Yesterday I traveled to Florence, Arizona, to a federal detention facility one hour north of Tucson, where we celebrated Mass with 50 men who rarely have a chance to attend Mass, and who are separated from their family and friends. We sang hymns together, prayed together and exchanged the sign of peace. I tried to follow along in Spanish. At the end of the Mass, a few came up to greet us, shaking hands and thanking us for coming.
We were unable to bring cameras or cell phones into the facility, so I will try to give a picture of an event that was very moving for everyone involved.

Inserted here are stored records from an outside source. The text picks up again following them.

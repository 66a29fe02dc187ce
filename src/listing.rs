//! Parsing of raw `LIST` output into [`DirectoryEntry`] values.
//!
//! Two line layouts are understood: the Unix `ls -l` style most servers
//! emit, and the DOS/IIS style (`01-06-20  02:28PM  25504938  data.csv`).
//! Lines that match neither layout (totals, banners, `<DIR>` rows) are
//! dropped, as are lines whose numbers or dates do not convert.

use chrono::{Datelike, Local, NaiveDate, NaiveDateTime, NaiveTime};
use lazy_static::lazy_static;
use regex::{Captures, Regex};
use tracing::trace;

lazy_static! {
    static ref UNIX_LINE: Regex = Regex::new(concat!(
        r"^(\S)",                         // type flag
        r"((?:[r-][w-][-xsStT]){3})\s+",  // permissions
        r"(\d+)\s+",                      // link count
        r"([A-Za-z0-9_-]+)\s+",           // owner
        r"([A-Za-z0-9_-]+)\s+",           // group
        r"(\d+)\s+",                      // size in bytes
        r"([A-Za-z]{3})\s+(\d{1,2})\s+",  // month, day
        r"(\d{1,2}:\d{1,2}|\d{4})\s+",    // time or year
        r"(.+)$",                         // name
    ))
    .expect("unix listing pattern is valid");

    static ref DOS_LINE: Regex =
        Regex::new(r"^(\d{2})-(\d{2})-(\d{2})\s+(\d{2}):(\d{2})(AM|PM)\s+(\d+)\s+(.+)$")
            .expect("dos listing pattern is valid");
}

const MONTHS: [&str; 12] = [
    "jan", "feb", "mar", "apr", "may", "jun", "jul", "aug", "sep", "oct", "nov", "dec",
];

/// Classification taken from the first column of a Unix listing.
#[derive(Debug, Clone, Copy, PartialEq, Eq)]
pub enum EntryKind {
    File,
    Directory,
    Symlink,
    BlockDevice,
    CharDevice,
    Pipe,
    Socket,
    Unknown(char),
}

impl EntryKind {
    pub fn from_flag(flag: char) -> Self {
        match flag {
            '-' => EntryKind::File,
            'd' => EntryKind::Directory,
            'l' => EntryKind::Symlink,
            'b' => EntryKind::BlockDevice,
            'c' => EntryKind::CharDevice,
            'p' => EntryKind::Pipe,
            's' => EntryKind::Socket,
            other => EntryKind::Unknown(other),
        }
    }

    pub fn flag(&self) -> char {
        match self {
            EntryKind::File => '-',
            EntryKind::Directory => 'd',
            EntryKind::Symlink => 'l',
            EntryKind::BlockDevice => 'b',
            EntryKind::CharDevice => 'c',
            EntryKind::Pipe => 'p',
            EntryKind::Socket => 's',
            EntryKind::Unknown(c) => *c,
        }
    }
}

/// Layout-specific columns of a listing line.
#[derive(Debug, Clone, PartialEq, Eq)]
pub enum ListingFormat {
    Unix {
        permissions: String,
        link_count: u32,
        owner: String,
        group: String,
    },
    Dos,
}

/// One parsed listing line.
#[derive(Debug, Clone, PartialEq, Eq)]
pub struct DirectoryEntry {
    pub kind: EntryKind,
    pub size: u64,
    pub timestamp: NaiveDateTime,
    pub name: String,
    pub format: ListingFormat,
}

impl DirectoryEntry {
    pub fn permissions(&self) -> Option<&str> {
        match &self.format {
            ListingFormat::Unix { permissions, .. } => Some(permissions),
            ListingFormat::Dos => None,
        }
    }

    pub fn link_count(&self) -> Option<u32> {
        match &self.format {
            ListingFormat::Unix { link_count, .. } => Some(*link_count),
            ListingFormat::Dos => None,
        }
    }

    pub fn owner(&self) -> Option<&str> {
        match &self.format {
            ListingFormat::Unix { owner, .. } => Some(owner),
            ListingFormat::Dos => None,
        }
    }

    pub fn group(&self) -> Option<&str> {
        match &self.format {
            ListingFormat::Unix { group, .. } => Some(group),
            ListingFormat::Dos => None,
        }
    }

    pub fn is_dir(&self) -> bool {
        self.kind == EntryKind::Directory
    }

    pub fn is_file(&self) -> bool {
        self.kind == EntryKind::File
    }

    /// `.` and `..` pseudo entries
    pub fn is_relative(&self) -> bool {
        is_relative_name(&self.name)
    }
}

pub fn is_relative_name(name: &str) -> bool {
    name == "." || name == ".."
}

/// Parse listing lines, resolving omitted years against today's local date.
pub fn parse_listing<I, S>(lines: I) -> Vec<DirectoryEntry>
where
    I: IntoIterator<Item = S>,
    S: AsRef<str>,
{
    parse_listing_at(lines, Local::now().date_naive())
}

/// Parse listing lines, resolving omitted years against `today`.
pub fn parse_listing_at<I, S>(lines: I, today: NaiveDate) -> Vec<DirectoryEntry>
where
    I: IntoIterator<Item = S>,
    S: AsRef<str>,
{
    lines
        .into_iter()
        .filter_map(|line| parse_line(line.as_ref(), today))
        .collect()
}

/// Parse a single line; `None` when it is not a recognisable entry.
pub fn parse_line(line: &str, today: NaiveDate) -> Option<DirectoryEntry> {
    let line = line.trim_end_matches(['\r', '\n']);

    if let Some(caps) = UNIX_LINE.captures(line) {
        let entry = unix_entry(&caps, today);
        if entry.is_none() {
            trace!("Dropping unconvertible unix listing line: {}", line);
        }
        return entry;
    }

    if let Some(caps) = DOS_LINE.captures(line) {
        let entry = dos_entry(&caps);
        if entry.is_none() {
            trace!("Dropping unconvertible dos listing line: {}", line);
        }
        return entry;
    }

    trace!("Ignoring unrecognised listing line: {}", line);
    None
}

fn unix_entry(caps: &Captures<'_>, today: NaiveDate) -> Option<DirectoryEntry> {
    let flag = caps[1].chars().next()?;
    let link_count = caps[3].parse::<u32>().ok()?;
    let size = caps[6].parse::<u64>().ok()?;
    let month = month_number(&caps[7])?;
    let day = caps[8].parse::<u32>().ok()?;
    let time_or_year = &caps[9];

    let (year, time) = match time_or_year.split_once(':') {
        Some((hour, minute)) => {
            let time = NaiveTime::from_hms_opt(hour.parse().ok()?, minute.parse().ok()?, 0)?;
            (infer_year(month, day, today), time)
        }
        None => (
            time_or_year.parse::<i32>().ok()?,
            NaiveTime::from_hms_opt(0, 0, 0)?,
        ),
    };

    let date = NaiveDate::from_ymd_opt(year, month, day)?;

    Some(DirectoryEntry {
        kind: EntryKind::from_flag(flag),
        size,
        timestamp: date.and_time(time),
        name: caps[10].to_string(),
        format: ListingFormat::Unix {
            permissions: caps[2].to_string(),
            link_count,
            owner: caps[4].to_string(),
            group: caps[5].to_string(),
        },
    })
}

fn dos_entry(caps: &Captures<'_>) -> Option<DirectoryEntry> {
    let month = caps[1].parse::<u32>().ok()?;
    let day = caps[2].parse::<u32>().ok()?;
    let year = 2000 + caps[3].parse::<i32>().ok()?;
    let hour = to_24_hour(caps[4].parse::<u32>().ok()?, &caps[6]);
    let minute = caps[5].parse::<u32>().ok()?;
    let size = caps[7].parse::<u64>().ok()?;

    let timestamp = NaiveDate::from_ymd_opt(year, month, day)?.and_hms_opt(hour, minute, 0)?;

    Some(DirectoryEntry {
        kind: EntryKind::File,
        size,
        timestamp,
        name: caps[8].to_string(),
        format: ListingFormat::Dos,
    })
}

/// Listings drop the year for entries from roughly the last twelve months,
/// so a month/day still ahead of `today` belongs to the previous year.
fn infer_year(month: u32, day: u32, today: NaiveDate) -> i32 {
    if (month, day) > (today.month(), today.day()) {
        today.year() - 1
    } else {
        today.year()
    }
}

fn to_24_hour(hour: u32, meridiem: &str) -> u32 {
    match (meridiem, hour) {
        ("PM", 12) => 12,
        ("PM", h) => h + 12,
        ("AM", 12) => 0,
        (_, h) => h,
    }
}

fn month_number(name: &str) -> Option<u32> {
    let lower = name.to_ascii_lowercase();
    MONTHS
        .iter()
        .position(|m| *m == lower)
        .map(|idx| idx as u32 + 1)
}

The Mass was celebrated by Father Kevin White of Jesuit Refugee Service. JRS has a contract with the government to provide chaplains to these detention centers, and I am traveling with them to visit some of their border ministries. Dominican Sister Lynn Allvin is the chaplain at the Florence facility and helped to organize the service. She runs a weekly communion service for the detainees and also helps with counseling.
Many of the men at the Mass are from Central America. Some of them were picked up trying to cross the border, but others have been in this country for many years. Their futures are very uncertain. Some will be in the detention center for only a few days—the government runs planes back to Guatemala from Phoenix every week. Others will be here for longer as they appeal their detention or seek asylum.
The men looked very young. They were on the short side, and all wore the same government-issued slippers. The facility is only for adult males, but determining the age of a detainee can be difficult. Dentists are brought in to look at their wisdom teeth to try to figure out their age. The men were dressed in blue or orange uniforms, the color designating their security status in the facility.
We were given stapled-together song books and a pamphlet with the readings and responses in English and Spanish. We were in a cafeteria, but Sister Lynn hung a cross from the wall, and, in a touch I found oddly comforting, designated the songs on a banner using felt numbers. A man played guitar and two others led us in song. One man spent most of the Mass on his knees, his hands held up in prayer.
Some of the men looked distraught during Mass, but others were smiling—more than I would have expected.
In his homily, Father Kevin acknowledged that these men are on a difficult journey, but assured them God is with them.
I sat to the left of the detainees with staff and board members from JRS. We were greeted with applause upon our arrival, and a few men made their way over to us during the sign of peace to give us their hands. The Mass lasted about an hour. The microphone didn’t always work (another comforting detail), and at the end Sister Lynn asked who in the congregation was celebrating birthdays this month. A few men raised their hands.
There were at least two guards in the room. Occasionally we could hear their radios go off.
At the end of Mass, some of the men came up to us, said hello and shook our hands. We did not learn their names. Many of them are known to staff only by their “alien number.” Sister Lynn tries to learn their names and on occasion will call them Mr. Garcia or Mr. Perez to give them a sense of dignity.
The men often leave the facility abruptly. One day they are there, the next they are gone. (The average stay is three weeks.) The chaplains often don’t get to say goodbye, but sometimes they do. Sister Lynn tells them that they will see each other again in heaven.